Fixed Income and Currency: Risk Signals Building
- The 10-year U.S. Treasury yield is around 4.25–4.39% (recent data shows ~4.25% as of March 19 close, with intraday movement higher to ~4.39% amid inflation worries from energy and limited Fed easing expectations).
- The U.S. Dollar Index (DXY) is trading near 99.3–99.7 (around 99.56–99.66 in recent ticks), reflecting modest strength typical in uncertain environments.
Rising yields point to bond market concerns over inflation and policy; dollar firmness aligns with safe-haven demand amid geopolitical uncertainty.
Equity Leadership: The Generals Are Falling
The “Magnificent 7” (Nvidia, Apple, Microsoft, Amazon, Alphabet, Meta, Tesla) have entered correction territory, down more than 10% from late-2025 peaks in aggregate, with many underperforming the broader S&P 500 so far in 2026 amid macro pressures.
- SoftBank Group (SFTBY) trades around $11.00–11.30 (recent closes near $11.28–11.29), down from earlier 2026 levels and symbolizing leveraged exposure to tech/AI themes getting repriced.
At the same time, the shovel sellers—AI infrastructure players focused on data centers, power grids, semiconductors, and massive capex—are accelerating. Billions continue flowing into builds, partnerships, and supply chains, even as questions about end-demand grow. It’s the classic gold-rush dynamic: while prospectors face headwinds, the infrastructure crowd is rushing to sell as many shovels as possible.
What Comes Next: Shovel Sellers Likely to Lead into the Grand Finale
As the regime shifts—persistent energy disruption (even with de-escalation signaling), rising yields on inflation risks, dollar firmness, and geopolitical isolation—the market’s leadership is rotating. The generals face the heaviest headwinds: higher hurdle rates, elevated power and fab costs from oil shocks, and macro caution compressing valuations.
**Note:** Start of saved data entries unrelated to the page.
#[cfg(test)]
mod test {
    use pretty_assertions::assert_eq;

    use super::{parse_engine_output, parse_residue_line};
    use crate::numbering::Position;

    const SINGLE_DOMAIN: &str = "\
# seq_0
# ANARCI numbered
# Domain 1 of 1
# Most significant HMM hit
#|species|chain_type|e-value|score|seqstart_index|seqend_index|
#|human|H|1.6e-54|174.2|0|9|
# Most sensitive alignments
#|species|chain_type|e-value|score|seqstart_index|seqend_index|
#|human|H|1.6e-54|174.2|0|9|
#|mouse|H|5.7e-50|159.4|0|9|
# Germline details
#|species|v_gene|v_identity|j_gene|j_identity|
#|human|IGHV3-23*01|0.81|IGHJ4*01|0.86|
H 1       E
H 2       V
H 3       Q
H 4       L
H 5       V
H 6       -
H 6 A     E
H 7       S
H 8       G
H 9       G
H 10      G
//
";

    #[test]
    fn parses_single_domain_record() -> Result<(), anyhow::Error> {
        let inputs = vec![("mab1".to_string(), "EVQLVESGGG".to_string())];
        let out = parse_engine_output(SINGLE_DOMAIN, &inputs)?;

        assert_eq!(out.numbered.len(), 1);
        assert_eq!(out.alignment_details.len(), 1);
        assert_eq!(out.hit_tables.len(), 1);

        let domain = &out.numbered[0][0];
        assert_eq!(domain.len(), 11);
        assert_eq!(domain[0].pos, Position::new(1));
        assert_eq!(domain[0].letter, 'E');
        assert!(domain[5].is_gap());
        assert_eq!(domain[6].pos, Position::with_insertion(6, 'A'));

        let detail = &out.alignment_details[0][0];
        assert_eq!(detail.species, "human");
        assert_eq!(detail.chain_type, "H");
        assert_eq!(detail.query_start, 0);
        assert_eq!(detail.query_end, 10);
        assert_eq!(detail.score, 174.2);
        let germlines = detail.germlines.as_ref().unwrap();
        assert_eq!(germlines.v_gene.as_ref().unwrap().gene, "IGHV3-23*01");
        assert_eq!(germlines.j_gene.as_ref().unwrap().identity, 0.86);

        let hits = &out.hit_tables[0];
        assert_eq!(hits.rows.len(), 2);
        assert_eq!(hits.rows[0][0], "human_H");
        assert_eq!(hits.best_hit_for("human_H").unwrap()[2], "174.2");
        Ok(())
    }

    const TWO_DOMAINS: &str = "\
# seq_0
# ANARCI numbered
# Domain 1 of 2
# Most significant HMM hit
#|species|chain_type|e-value|score|seqstart_index|seqend_index|
#|human|K|2.1e-40|140.0|0|6|
# Most sensitive alignments
#|species|chain_type|e-value|score|seqstart_index|seqend_index|
#|human|K|2.1e-40|140.0|0|6|
K 1       D
K 2       I
K 3       V
K 4       L
K 5       T
K 6       Q
K 7       S
# Domain 2 of 2
# Most significant HMM hit
#|species|chain_type|e-value|score|seqstart_index|seqend_index|
#|human|H|3.0e-45|150.0|12|18|
# Most sensitive alignments
#|species|chain_type|e-value|score|seqstart_index|seqend_index|
#|human|H|3.0e-45|150.0|12|18|
H 1       Q
H 2       V
H 3       Q
H 4       L
H 5       K
H 6       Q
H 7       S
//
";

    #[test]
    fn parses_two_domain_record() -> Result<(), anyhow::Error> {
        let inputs = vec![(
            "scfv".to_string(),
            "DIVLTQSGGGGSQVQLKQS".to_string(),
        )];
        let out = parse_engine_output(TWO_DOMAINS, &inputs)?;
        assert_eq!(out.numbered[0].len(), 2);
        assert_eq!(out.alignment_details[0].len(), 2);
        assert_eq!(out.alignment_details[0][0].chain_type, "K");
        assert_eq!(out.alignment_details[0][1].query_start, 12);
        assert_eq!(out.alignment_details[0][1].query_end, 19);
        Ok(())
    }

    #[test]
    fn pads_missing_records() -> Result<(), anyhow::Error> {
        let inputs = vec![
            ("mab1".to_string(), "EVQLVESGGG".to_string()),
            ("junk".to_string(), "GGGGGGGGGG".to_string()),
        ];
        let out = parse_engine_output(SINGLE_DOMAIN, &inputs)?;
        assert_eq!(out.numbered.len(), 2);
        assert!(out.numbered[1].is_empty());
        assert!(out.alignment_details[1].is_empty());
        Ok(())
    }

    #[test]
    fn residue_line_variants() -> Result<(), anyhow::Error> {
        let plain = parse_residue_line("H 112     G")?;
        assert_eq!(plain.pos, Position::new(112));
        assert_eq!(plain.letter, 'G');

        let inserted = parse_residue_line("L 95 B    W")?;
        assert_eq!(inserted.pos, Position::with_insertion(95, 'B'));
        assert_eq!(inserted.letter, 'W');

        assert!(parse_residue_line("H xyz G").is_err());
        assert!(parse_residue_line("H").is_err());
        Ok(())
    }
}
//! Error type definition.

use thiserror::Error;

use crate::msa::Method;

/// Error type for the MSA pipeline.
#[derive(Error, Debug)]
pub enum Error {
    #[error("invalid sequence: {0}")]
    InvalidSequence(#[from] crate::sequences::Error),
    #[error("no sequences provided")]
    EmptyInput,
    #[error("alignment with {method} failed: {cause}")]
    AlignmentFailed { method: Method, cause: String },
    #[error("pairwise alignment requires exactly two sequences, got {0}")]
    PairwiseSequenceCount(usize),
    #[error("gap penalties must not be positive: open {0}, extend {1}")]
    InvalidGapPenalties(f64, f64),
    #[error("coordinate mapping failed")]
    Mapping(#[from] crate::msa::gapmap::Error),
    #[error("annotation failed: {0}")]
    Annotation(String),
    #[error("request cancelled")]
    Cancelled,
}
Meanwhile, think shovel sellers: chips (semis/memory for compute), construction (data-center builds/power infrastructure), copper/aluminum (wiring, cabling, cooling for grids and facilities)—these are accelerating amid structural demand. Hyperscaler capex keeps pouring in ($650B+ projected for 2026), even as end-AI questions linger. In gold-rush terms, when prospectors hesitate, the infrastructure crowd often takes the lead.
Looking ahead, I expect the shovel sellers to outperform and lead stocks as we head into the grand finale of this AI cycle: sustained buildout maintains momentum while broader growth names digest the underneath pressures. This rotation could sharpen if oil stays elevated and yields remain firm—making relative resilience in infra (chips, construction, key commodities) the real edge.
Bottom Line
AI remains the prevailing narrative because it drives momentum, retail interest, and long-term optimism. Underneath, though, markets are grappling with a tangible mix: energy disruption from the Middle East conflict (including Strait choke and regional export/production cuts in self-preservation mode), higher yields on inflation risks, dollar strength in uncertainty, leadership drawdowns—and a visible fraying of traditional alliances, leaving the U.S. more isolated geopolitically.
Recent de-escalation signaling from President Trump introduces some mitigation potential, but ongoing strikes, alliance friction, and supply-side caution keep the risk premium elevated. This combination marks a fall of the market generals—big tech and growth leaders giving ground first—while the AI infrastructure frenzy presses on.
Markets absorb reality ahead of headlines. The AI thesis endures, but the underneath pressures—including geopolitical isolation, energy self-preservation shifts, and bond/currency signals—are real and worth watching closely.